The Thread networking protocol that I’ve mentioned briefly above among other protocols is low power, secure and future-proof mesh network technology ideal for IoT products. It supports multiple access points and is self-healing.
What does this self-healing property mean? It means that if one Thread router disconnects from the mesh network, the end devices are able to find and connect to another one and thus stay online. More about Thread routers and end devices will be explained below.
Thread ensures end-to-end communication, encompassing all, device-to-device, device-to-mobile and also device-to-cloud communication. To understand how Thread works, it’s crucial to understand what it consists of.
A Thread network is made up of:
- Border router: usually more than one. They connect the Thread network to the local IP network and the internet.
- Thread devices: that function as Thread routers at any time to expand the mesh.

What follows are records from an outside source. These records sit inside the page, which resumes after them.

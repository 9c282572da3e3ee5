//! Full-cube fast path: one texture on all six sides, no model data.

use super::buffer::VertexBuffer;
use super::compiler::{element_corners, face_corners};
use crate::atlas::TextureAtlas;
use crate::types::{CullDirection, ResourceLocation};

/// Vertices [`emit_cube`] writes for a cull-flag mask.
pub fn cube_vertex_count(cull_flags: u8) -> usize {
    (cull_flags & 0b111111).count_ones() as usize * 4
}

/// Write the visible sides of a unit cube at `offset`.
///
/// `color` is written as is, the extra channel is 0.
pub fn emit_cube(
    atlas: &TextureAtlas,
    texture: &ResourceLocation,
    offset: [f32; 3],
    cull_flags: u8,
    color: [f32; 3],
    buffer: &mut VertexBuffer,
    vertex_offset: usize,
) -> usize {
    let corners = element_corners([0.0; 3], [16.0; 3]);
    let (uvs, anim) = atlas.get_uvs(texture, [0.0, 0.0, 16.0, 16.0], 0);
    let [r, g, b] = color;

    buffer.ensure_len(vertex_offset + cube_vertex_count(cull_flags));
    let mut cursor = vertex_offset;

    for dir in CullDirection::DIRECTIONAL {
        let (Some(bit), Some(face)) = (dir.flag(), dir.to_direction()) else {
            continue;
        };
        if cull_flags & bit == 0 {
            continue;
        }
        for (corner, uv) in face_corners(face).iter().zip(uvs) {
            let [x, y, z] = corners[*corner];
            buffer.write(
                cursor,
                [x + offset[0], y + offset[1], z + offset[2]],
                uv,
                anim,
                [r, g, b, 0.0],
            );
            cursor += 1;
        }
    }

    cursor
}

- Battery-powered end devices: that can sleep at any time to save battery life.
Where does KNX come in?
In 2017, KNX announced that they have chosen Thread as the low-power wireless communication protocol for KNX IoT. The two protocols have partnered to begin with incorporating Thread’s IP-based networking layer with KNX’s well-established and interoperable application layer that will address use cases in the commercial building domain.
Thread is a way for KNX to connect to IoT. This is done with a KNX IoT Point API software via Ethernet or WiFi to a Thread Border router. From there anyone could extend their classic KNX devices with IoT devices either via Thread or WiFi. You can pick one of those connection types or both at the same time.

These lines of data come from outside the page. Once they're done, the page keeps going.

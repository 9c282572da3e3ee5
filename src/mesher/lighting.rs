//! Per-vertex light sampling and the packed extra-data channel.
//!
//! Light values are on the 0-15 block-light scale.

use super::ao::{lerp, mask_index};
use crate::types::CullDirection;

/// Light input of one block.
#[derive(Debug, Clone, Copy, PartialEq)]
pub enum LightSamples {
    /// Light at the 8 cell corners, index `x + (z << 1) + (y << 2)`.
    Corners([f32; 8]),
    /// Neighbour light in the order up, down, north, south, east, west,
    /// followed by the block's own light.
    Faces([f32; 7]),
}

impl LightSamples {
    /// The same light everywhere.
    pub fn uniform(light: f32) -> Self {
        LightSamples::Corners([light; 8])
    }

    /// Light of a vertex at `pos` (unit-cube coordinates) on a face
    /// pointing `dir`.
    pub fn vertex_light(&self, dir: CullDirection, pos: [f32; 3]) -> f32 {
        match self {
            LightSamples::Corners(corners) => corner_light(corners, pos),
            LightSamples::Faces(faces) => face_light(faces, dir),
        }
    }
}

impl Default for LightSamples {
    fn default() -> Self {
        Self::uniform(15.0)
    }
}

/// Trilinear interpolation of the 8 corner samples.
pub fn corner_light(corners: &[f32; 8], pos: [f32; 3]) -> f32 {
    let [x, y, z] = pos;
    let column = |i: usize| lerp(corners[i], corners[i + 4], y);
    lerp(lerp(column(0), column(1), x), lerp(column(2), column(3), x), z)
}

/// The brighter of the neighbour the face looks at and the block itself.
pub fn face_light(faces: &[f32; 7], dir: CullDirection) -> f32 {
    let neighbour = match dir {
        CullDirection::Up => faces[0],
        CullDirection::Down => faces[1],
        CullDirection::North => faces[2],
        CullDirection::South => faces[3],
        CullDirection::East => faces[4],
        CullDirection::West => faces[5],
        CullDirection::None => faces[6],
    };
    neighbour.max(faces[6])
}

/// What goes in the fourth colour channel.
#[derive(Debug, Clone, Copy, PartialEq, Eq, Default)]
pub enum ExtraVertexFormat {
    /// The light value as is.
    #[default]
    Light,
    /// Light plus per-vertex outward bits, for foliage.
    LightBlockNormal,
    /// Light with every outward bit set, for cross-shaped plants.
    LightCrossNormal,
}

/// Outward bits meaning every direction.
pub const CROSS_NORMAL_BITS: u32 = 0x3F;

/// Outward bits of a vertex: for each axis, the side it sits close to,
/// provided the neighbour there is empty.
///
/// Bits: 0b1 south, 0b10 north, 0b100 up, 0b1000 down, 0b10000 east,
/// 0b100000 west.
pub fn block_normal_bits(pos: [f32; 3], mask: u32) -> u32 {
    let empty = |dx, dy, dz| mask & (1 << mask_index(dx, dy, dz)) == 0;
    let [x, y, z] = pos;
    let mut bits = 0;

    if z > 0.6 && empty(0, 0, 1) {
        bits |= 0b000001;
    } else if z < 0.4 && empty(0, 0, -1) {
        bits |= 0b000010;
    }

    if y > 0.6 && empty(0, 1, 0) {
        bits |= 0b000100;
    } else if y < 0.4 && empty(0, -1, 0) {
        bits |= 0b001000;
    }

    if x > 0.6 && empty(1, 0, 0) {
        bits |= 0b010000;
    } else if x < 0.4 && empty(-1, 0, 0) {
        bits |= 0b100000;
    }

    bits
}

/// Pack outward bits above an 8-bit light value (0-15 scaled to 0-255).
///
/// The result stays below 2^24, so it is exact as an `f32`.
pub fn pack_extra(light: f32, normal_bits: u32) -> f32 {
    let low = (light * 17.0).round().clamp(0.0, 255.0) as u32;
    ((normal_bits << 8) | low) as f32
}

/// Split a packed value back into (light byte, outward bits).
pub fn unpack_extra(packed: f32) -> (u32, u32) {
    let packed = packed as u32;
    (packed & 0xFF, packed >> 8)
}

Via Thread it looks like this:
What is KNX IoT?
The KNX IoT solution is defined in partnership with key KNX manufacturers and standardisation bodies, among those is also Thread.
In order to lower the barrier to access KNX, reduce the knowledge required and ensure that its value is increased, KNX has decided to integrate IoT under the name “KNX IoT”.
“KNX takes a leading position in working with the Internet of things and we offer different kinds of IoT solutions.”
- KNX organization
What KNX IoT will do is make KNX installations part of the internet of things and thus support diverse interactions between KNX and 3rd party IoT equipment. The core of KNX IoT will still be secure connectivity, however this time not wired, but wireless via the IP based devices. This will add support for many new products and features, while the classic KNX products will still be available to be chosen.
Current state of KNX Thread partnership?
At the moment there are already some Thread devices on the market. Here is an up to date list of currently Thread certified products.
However not for KNX yet but for Apple HomeKit, even though the partnership has been announced 4 years ago now.
There is an option to gain access to Thread devices in a KNX home by integrating Apple HomeKit with the 1Home Box or Bridge device. This way you can control your wireless Apple devices on Thread and KNX devices together.
There are a wide variety of great reasons why Thread will be a great addition to KNX IoT, here are just some of the bigger ones:
Benefits of Thread:
- Built for IoT (low energy footprint, secure and reliably connectivity, no single point of failure, interoperability, scalability, based on proven standards)
- IP-based (ease of development, application layer choices, multiple ecosystems)
- Convergence (seamlessly and securely works with users’ existing networks, creates a network of interoperable products, extends the internet into low power end devices)
- Market-ready (publicly available spec, active certification program, global solution)
- Future-proof (enables interoperability across a broad range of connected devices).
It’s time to start KNX Thread! All the ingredients are ready, both from Thread’s side as well as several applications standards side, among them also KNX. Homes and buildings are about to get interconnected as multi standards will get integrated.
We are looking forward to the rollout of more Thread products, the introduction of Matter and Matter-supported building systems that are just around the corner.